Rechtschreibgespräch über ein Wort:
Alle Kinder versuchen zunächst das Wort Fasching selbst zu (er)schreiben, um den eigenen Entwurf dann mit dem richtig an die Tafel geschriebenen Wort zu vergleichen. Die Stellen, die die Kinder klären wollen, werden von der Lehrperson an der Tafel markiert. Nach einer Murmelphase zum Austausch mit dem Partner über diese Denkstellen werden diese Rechtschreibphänomene im Unterrichtsgespräch gemeinsam geklärt:
- hilfreiche Strategien werden demonstriert und von der Klasse auch nachgemacht – der Anlaut <F> im Wort Fasching bspw. deutlich vorgesprochen und einem F-Wort auf der Buchstabentabelle oder aus dem Wörterbuch zugeordnet, z. B. „Ffffasching mit F wie Fisch“,
- eigene Tricks werden verraten – z. B. Analogieschlüsse wie: „Hinten schreibe ich Fasching wie Ring“ oder „V wie bei Vater und Vogel ist sehr selten!“
- eine schwierige Stelle, die ein Kind (sich) noch nicht erklären kann, merkt es sich. Merkwörter sind also nicht nur Fremdwörter und andere Ausnahmeschreibungen, sondern Merken ist auch ein früher Zugriff auf Rechtschreibung.

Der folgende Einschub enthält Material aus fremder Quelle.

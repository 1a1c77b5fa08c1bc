//! Fraud classifier: frozen preprocessing plus a random forest.

use crate::error::LeakageError;
use crate::models::forest::{ForestParams, RandomForest};
use crate::partition::LeakageGuard;
use crate::preprocess::Preprocessor;
use crate::types::{Feature, FeatureVector, LabeledFeatures};
use serde::{Deserialize, Serialize};
use tracing::info;

/// Importance of one named column.
#[derive(Debug, Clone, PartialEq, Serialize, Deserialize)]
pub struct FeatureImportance {
    pub name: String,
    pub importance: f64,
}

/// Trained model. Immutable once fit.
#[derive(Debug, Clone, PartialEq, Serialize, Deserialize)]
pub struct FraudClassifier {
    preprocessor: Preprocessor,
    forest: RandomForest,
}

impl FraudClassifier {
    /// Fit the preprocessor and forest on training rows.
    pub fn fit(
        rows: &[LabeledFeatures],
        guard: &LeakageGuard,
        params: &ForestParams,
    ) -> Result<Self, LeakageError> {
        let preprocessor = Preprocessor::fit(rows, guard)?;
        let vectors: Vec<FeatureVector> = rows.iter().map(|r| r.features).collect();
        let labels: Vec<bool> = rows.iter().map(|r| r.is_fraud).collect();
        let matrix = preprocessor.transform(&vectors);

        let forest = RandomForest::fit(matrix.view(), &labels, params);

        info!(
            rows = rows.len(),
            positives = labels.iter().filter(|&&l| l).count(),
            columns = preprocessor.n_columns(),
            trees = forest.n_trees(),
            "Fraud classifier trained"
        );

        Ok(Self {
            preprocessor,
            forest,
        })
    }

    /// Estimated probability that the transaction is fraudulent.
    pub fn predict_proba(&self, vector: &FeatureVector) -> f64 {
        self.forest.predict_row(&self.preprocessor.transform_one(vector))
    }

    pub fn predict_proba_batch(&self, vectors: &[FeatureVector]) -> Vec<f64> {
        let matrix = self.preprocessor.transform(vectors);
        self.forest.predict(matrix.view())
    }

    /// Importance per processed column, highest first.
    pub fn column_importances(&self) -> Vec<FeatureImportance> {
        let mut ranked: Vec<FeatureImportance> = self
            .preprocessor
            .column_names()
            .iter()
            .zip(self.forest.feature_importances())
            .map(|(name, &importance)| FeatureImportance {
                name: name.clone(),
                importance,
            })
            .collect();
        sort_desc(&mut ranked);
        ranked
    }

    /// Importance per named feature, with one-hot columns summed into their
    /// source feature. Highest first.
    pub fn feature_importances(&self) -> Vec<FeatureImportance> {
        let mut totals = [0.0; Feature::COUNT];
        for (column, &importance) in self.forest.feature_importances().iter().enumerate() {
            totals[self.preprocessor.source_feature(column).index()] += importance;
        }
        let mut ranked: Vec<FeatureImportance> = Feature::ALL
            .iter()
            .map(|f| FeatureImportance {
                name: f.name().to_string(),
                importance: totals[f.index()],
            })
            .collect();
        sort_desc(&mut ranked);
        ranked
    }

    pub fn preprocessor(&self) -> &Preprocessor {
        &self.preprocessor
    }

    pub fn forest(&self) -> &RandomForest {
        &self.forest
    }
}

fn sort_desc(items: &mut [FeatureImportance]) {
    items.sort_by(|a, b| {
        b.importance
            .total_cmp(&a.importance)
            .then_with(|| a.name.cmp(&b.name))
    });
}
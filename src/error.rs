//! Error taxonomy for the fraud model pipeline.
//!
//! Record-level problems are [`ValidationError`]s: the record is rejected and
//! the batch continues. [`LeakageError`] is a contract violation and aborts
//! the run. [`ThresholdError`] only empties the result of one policy.

use serde::Serialize;
use thiserror::Error;

/// Problems with a single transaction record.
#[derive(Debug, Clone, PartialEq, Error, Serialize)]
#[serde(tag = "kind", rename_all = "snake_case")]
pub enum ValidationError {
    #[error("malformed timestamp {value:?}")]
    MalformedTimestamp { value: String },

    #[error("malformed date of birth {value:?}")]
    MalformedDate { value: String },

    #[error("{field} coordinates out of range: lat={lat}, lon={lon}")]
    CoordinateOutOfRange {
        field: &'static str,
        lat: f64,
        lon: f64,
    },

    #[error("missing required field {field}")]
    MissingField { field: &'static str },

    #[error("non-finite value for {field}")]
    NonFinite { field: &'static str },

    #[error("label must be 0 or 1, got {value}")]
    InvalidLabel { value: i64 },

    #[error("unparseable row at line {line}: {message}")]
    Unparseable { line: u64, message: String },
}

/// A rejected record together with the reason it was rejected.
#[derive(Debug, Clone, PartialEq, Serialize)]
pub struct Rejection {
    pub transaction_id: String,
    pub error: ValidationError,
}

impl Rejection {
    pub fn new(transaction_id: impl Into<String>, error: ValidationError) -> Self {
        Self {
            transaction_id: transaction_id.into(),
            error,
        }
    }
}

/// Raised when a statistic is fit on rows that belong to an evaluation partition.
#[derive(Debug, Clone, PartialEq, Error)]
#[error("{stage} fit on {overlapping} evaluation rows (first: {first_id})")]
pub struct LeakageError {
    pub stage: &'static str,
    pub overlapping: usize,
    pub first_id: String,
}

/// Reasons a threshold policy can produce no threshold.
#[derive(Debug, Clone, PartialEq, Error, Serialize)]
#[serde(tag = "kind", rename_all = "snake_case")]
pub enum ThresholdError {
    #[error("no threshold with |precision - recall| <= {tolerance}")]
    NoEqualPoint { tolerance: f64 },

    #[error("labels and scores are empty")]
    EmptyInput,

    #[error("labels ({labels}) and scores ({scores}) differ in length")]
    LengthMismatch { labels: usize, scores: usize },
}
//! Physical limits and pipeline parameters

/// Maximum age of a partially filled window before it is discarded (milliseconds)
pub const DEFAULT_STALENESS_THRESHOLD_MS: i64 = 30_000;

/// Maximum trusted FTM range (meters)
pub const DEFAULT_MAX_RANGE_M: f64 = 30.0;

/// Minimum anchor count for an unambiguous 3D fix
pub const MIN_ANCHORS: usize = 3;

/// Residual evaluation budget for one solve
pub const DEFAULT_MAX_EVALUATIONS: usize = 100;

/// Levenberg-Marquardt damping defaults
pub const DEFAULT_INITIAL_DAMPING: f64 = 1e-3;
pub const DEFAULT_DAMPING_FACTOR: f64 = 10.0;
pub const MIN_DAMPING: f64 = 1e-12;
pub const MAX_DAMPING: f64 = 1e12;

/// Convergence tolerances
pub const DEFAULT_STEP_TOLERANCE: f64 = 1e-10;
pub const DEFAULT_GRADIENT_TOLERANCE: f64 = 1e-12;
pub const DEFAULT_COST_TOLERANCE: f64 = 1e-15;

/// Shift applied to the centroid, along the anchor-plane normal, for coplanar layouts (meters)
pub const DEFAULT_PLANE_OFFSET_M: f64 = 0.5;

/// Number of solver failures retained for diagnostics
pub const DEFAULT_FAILURE_HISTORY: usize = 1000;
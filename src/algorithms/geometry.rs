//! Anchor geometry helpers used to seed the optimizer

use nalgebra::{Matrix3, Vector3};
use serde::{Deserialize, Serialize};

/// Eigenvalue ratio below which an anchor layout is treated as planar
const COPLANAR_TOLERANCE: f64 = 1e-9;

/// Which side of a planar anchor layout the tag is assumed to be on.
///
/// Three anchors (or any coplanar layout) admit two mirror-image solutions.
/// The centroid sits exactly on the mirror plane, so the start point is
/// pushed toward the expected side instead.
#[derive(Debug, Clone, Copy, PartialEq, Eq, Default, Serialize, Deserialize)]
pub enum MirrorSide {
    /// Half-space whose normal points toward -z (ceiling-mounted anchors)
    #[default]
    Below,
    /// Half-space whose normal points toward +z (floor-mounted anchors)
    Above,
}

/// Arithmetic mean of the anchor positions
pub fn centroid(positions: &[Vector3<f64>]) -> Vector3<f64> {
    if positions.is_empty() {
        return Vector3::zeros();
    }
    positions.iter().fold(Vector3::zeros(), |acc, p| acc + p) / positions.len() as f64
}

/// Unit normal of the best-fit plane through the anchors, if they are coplanar
pub fn plane_normal(positions: &[Vector3<f64>]) -> Option<Vector3<f64>> {
    if positions.len() < 3 {
        return None;
    }

    let center = centroid(positions);
    let scatter = positions.iter().fold(Matrix3::zeros(), |acc, p| {
        let d = p - center;
        acc + d * d.transpose()
    });

    let eigen = scatter.symmetric_eigen();
    let (mut min_idx, mut max_idx) = (0, 0);
    for i in 1..3 {
        if eigen.eigenvalues[i] < eigen.eigenvalues[min_idx] {
            min_idx = i;
        }
        if eigen.eigenvalues[i] > eigen.eigenvalues[max_idx] {
            max_idx = i;
        }
    }

    let largest = eigen.eigenvalues[max_idx];
    if largest <= f64::EPSILON {
        // all anchors coincide
        return None;
    }
    if eigen.eigenvalues[min_idx].abs() > COPLANAR_TOLERANCE * largest {
        return None;
    }

    let normal: Vector3<f64> = eigen.eigenvectors.column(min_idx).into_owned();
    normal.try_normalize(f64::EPSILON)
}

/// Starting point for the optimizer: the centroid, moved `plane_offset_m`
/// off the anchor plane toward `side` when the layout is planar
pub fn initial_guess(positions: &[Vector3<f64>], plane_offset_m: f64, side: MirrorSide) -> Vector3<f64> {
    let center = centroid(positions);

    match plane_normal(positions) {
        Some(normal) => {
            let oriented = match side {
                MirrorSide::Below if normal.z > 0.0 => -normal,
                MirrorSide::Above if normal.z < 0.0 => -normal,
                _ => normal,
            };
            center + oriented * plane_offset_m
        }
        None => center,
    }
}
//! Measurement validation and failure reporting

pub mod data;
pub mod error;

pub use data::DistanceValidator;
pub use error::{ErrorReport, ErrorReporter, FailureRecord, PositioningError};
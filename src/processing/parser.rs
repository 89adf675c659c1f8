use crate::core::types::Measurement;
use serde::{Deserialize, Serialize};
use serde_json::Value;
use thiserror::Error;

/// Range report as posted by an anchor: `{"anchor_mac", "distance", "timestamp"}`
#[derive(Debug, Clone, PartialEq, Serialize, Deserialize)]
pub struct RangeReport {
    pub anchor_mac: String,
    pub distance: f64,
    /// Milliseconds
    pub timestamp: i64,
}

impl From<RangeReport> for Measurement {
    fn from(report: RangeReport) -> Self {
        Measurement::new(report.anchor_mac, report.distance, report.timestamp)
    }
}

/// Errors that can occur while decoding range reports
#[derive(Debug, Clone, PartialEq, Error)]
pub enum ParseError {
    #[error("Invalid report format: {details}")]
    InvalidFormat { details: String },
    #[error("Missing field '{field}'")]
    MissingField { field: &'static str },
    #[error("Field '{field}' has the wrong type: expected {expected}")]
    InvalidField {
        field: &'static str,
        expected: &'static str,
    },
    #[error("Line {line}: {source}")]
    AtLine {
        line: usize,
        #[source]
        source: Box<ParseError>,
    },
}

/// Decodes JSON range reports into measurements.
///
/// Range plausibility is not checked here; that belongs to the solver.
#[derive(Debug, Clone, Default)]
pub struct ReportParser {
    /// Accept `timestamp` and `distance` given as numeric strings
    lenient_numbers: bool,
}

impl ReportParser {
    pub fn new() -> Self {
        Self::default()
    }

    pub fn lenient() -> Self {
        Self { lenient_numbers: true }
    }

    /// Parse a single JSON object
    pub fn parse_report(&self, input: &str) -> Result<RangeReport, ParseError> {
        let value: Value = serde_json::from_str(input).map_err(|e| ParseError::InvalidFormat {
            details: e.to_string(),
        })?;
        self.report_from_value(&value)
    }

    pub fn parse_measurement(&self, input: &str) -> Result<Measurement, ParseError> {
        self.parse_report(input).map(Measurement::from)
    }

    /// Parse newline-delimited reports, skipping blank lines. A top-level
    /// JSON array of reports is accepted as well.
    pub fn parse_batch(&self, input: &str) -> Result<Vec<Measurement>, ParseError> {
        let trimmed = input.trim_start();
        if trimmed.starts_with('[') {
            let values: Vec<Value> = serde_json::from_str(trimmed).map_err(|e| ParseError::InvalidFormat {
                details: e.to_string(),
            })?;
            return values
                .iter()
                .enumerate()
                .map(|(idx, value)| {
                    self.report_from_value(value)
                        .map(Measurement::from)
                        .map_err(|e| ParseError::AtLine {
                            line: idx + 1,
                            source: Box::new(e),
                        })
                })
                .collect();
        }

        input
            .lines()
            .enumerate()
            .filter(|(_, line)| !line.trim().is_empty())
            .map(|(idx, line)| {
                self.parse_measurement(line).map_err(|e| ParseError::AtLine {
                    line: idx + 1,
                    source: Box::new(e),
                })
            })
            .collect()
    }

    fn report_from_value(&self, value: &Value) -> Result<RangeReport, ParseError> {
        let object = value.as_object().ok_or_else(|| ParseError::InvalidFormat {
            details: "expected a JSON object".to_string(),
        })?;

        let anchor_mac = match object.get("anchor_mac") {
            None | Some(Value::Null) => return Err(ParseError::MissingField { field: "anchor_mac" }),
            Some(Value::String(mac)) => mac.clone(),
            Some(_) => {
                return Err(ParseError::InvalidField {
                    field: "anchor_mac",
                    expected: "string",
                })
            }
        };

        let distance = self.number_field(object.get("distance"), "distance")?;
        let timestamp = self.integer_field(object.get("timestamp"), "timestamp")?;

        Ok(RangeReport {
            anchor_mac,
            distance,
            timestamp,
        })
    }

    fn integer_field(&self, value: Option<&Value>, field: &'static str) -> Result<i64, ParseError> {
        let wrong_type = ParseError::InvalidField {
            field,
            expected: "64-bit integer",
        };
        match value {
            None | Some(Value::Null) => Err(ParseError::MissingField { field }),
            Some(Value::Number(n)) => n.as_i64().ok_or(wrong_type),
            Some(Value::String(s)) if self.lenient_numbers => s.trim().parse::<i64>().map_err(|_| wrong_type),
            Some(_) => Err(wrong_type),
        }
    }

    fn number_field(&self, value: Option<&Value>, field: &'static str) -> Result<f64, ParseError> {
        let wrong_type = ParseError::InvalidField {
            field,
            expected: "number",
        };
        match value {
            None | Some(Value::Null) => Err(ParseError::MissingField { field }),
            Some(Value::Number(n)) => n.as_f64().ok_or(wrong_type),
            Some(Value::String(s)) if self.lenient_numbers => s.trim().parse::<f64>().map_err(|_| wrong_type),
            Some(_) => Err(wrong_type),
        }
    }
}
//! Ingestion, queueing and background solving

pub mod aggregator;
pub mod parser;
pub mod position_log;
pub mod queue;
pub mod worker;

pub use aggregator::{AggregatorStats, IngestStatus, MeasurementAggregator};
pub use parser::{ParseError, RangeReport, ReportParser};
pub use position_log::PositionLog;
pub use queue::{EnqueueOutcome, OverflowPolicy, QueueConfig, QueueReceiver, WorkQueue};
pub use worker::{SolverWorker, StopMode, WorkerHandle, WorkerReport};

Bei der Besprechung zusammengesetzter Wörter wie Verkleidung werden zuvor die Bausteine durch farbiges Unterstreichen der Morpheme kenntlich gemacht („Aus welchen Bausteinen ist das Wort gebildet?“), da man immer über die Teile separat nachdenken muss, um die Rechtschreibung zu verstehen, z. B.:
- „<Ver> ist eine typische Vorsilbe und wird immer mit <v> geschrieben. Wer kennt noch andere Wörter mit <ver>?“
- „<ung> ist eine typische Wortendung von Nomen – diese Wörter werden immer groß geschrieben. Wer kennt noch andere Wörter mit <ung>?“
Durch die Nachfrage wird der Transfer angeregt. Schreibt die Lehrperson die von den Kindern genannten analogen Wörter an, macht sie die Systematik unserer Rechtschreibung für die Kinder sichtbar und unterstützt ihre Musterbildung, gerade wenn das Wiederholte untereinander geschrieben und markiert wird:
Übertragbare Rechtschreibstrategien können nicht nur benannt, demonstriert und mitgemacht, sondern zudem mit einem Zeichen festgehalten werden, sodass Kinder damit in ihren Texten auch gezielte Hinweise für die Korrektur erhalten können, z. B.
- Merken mit einem M
- Verlängern zur Überprüfung möglicher Auslautverhärtungen mit:
Rechtschreibgespräche orientieren sich zugleich an der Norm und den rechtschriftlichen Fragen der Kinder.
Würde man allein von den Schreibweisen der Kinder ausgehen und sie an die Tafel bringen, wären manche Kinder verwirrt. In Rechtschreibgesprächen gilt es vielmehr gemeinsam zu (er)klären, warum das von der Lehrperson angeschriebene Wort so geschrieben wird. Dabei geraten über die thematisierten Unsicherheiten und Fragen der Kinder rechtschriftliche Phänomene und Lernerstrategien in den Aufmerksamkeitsfokus und das rechtschriftliche Nachdenken.